DATA FOR PROCESSING ->
▼

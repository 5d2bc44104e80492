//! Truvis 纹理流式加载
//!
//! 把 "从文件 / 内存 / 空白创建纹理" 的请求变成一个可用的 GPU 资源。
//! 磁盘读取、mip 生成、资源分配、GPU 上传分别在各自的线程中并行进行，
//! 调用线程除非显式等待，否则不会阻塞。入口是 [`TextureStreamingService`]。

pub mod alpha_scan;
pub mod completion;
pub mod config;
pub mod decoder;
pub mod error;
pub mod handle;
pub mod metadata;
pub mod request;
pub mod service;
pub mod stats;
pub mod task_registry;
pub mod transient;

mod stages;

#[cfg(test)]
mod pipeline_tests;

pub use config::TextureStreamingConfig;
pub use decoder::{DecodedImage, ImageCrateDecoder, ImageDecoder};
pub use error::StreamError;
pub use handle::{TaskState, TextureId};
pub use metadata::{TextureInfo, TextureMetadataSnapshot, TextureViews};
pub use request::{TextureCreationRequest, TextureSource};
pub use service::TextureStreamingService;
pub use task_registry::TextureEvent;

▲

EXERCISE BRIEF -> Exactly the lines from the one containing "pub mod task_registry;" through the end of the listing above, inclusive, are to be written out, and no others.

SOLUTION FOR THIS EXERCISE ->
pub mod task_registry;
pub mod transient;

mod stages;

#[cfg(test)]
mod pipeline_tests;

pub use config::TextureStreamingConfig;
pub use decoder::{DecodedImage, ImageCrateDecoder, ImageDecoder};
pub use error::StreamError;
pub use handle::{TaskState, TextureId};
pub use metadata::{TextureInfo, TextureMetadataSnapshot, TextureViews};
pub use request::{TextureCreationRequest, TextureSource};
pub use service::TextureStreamingService;
pub use task_registry::TextureEvent;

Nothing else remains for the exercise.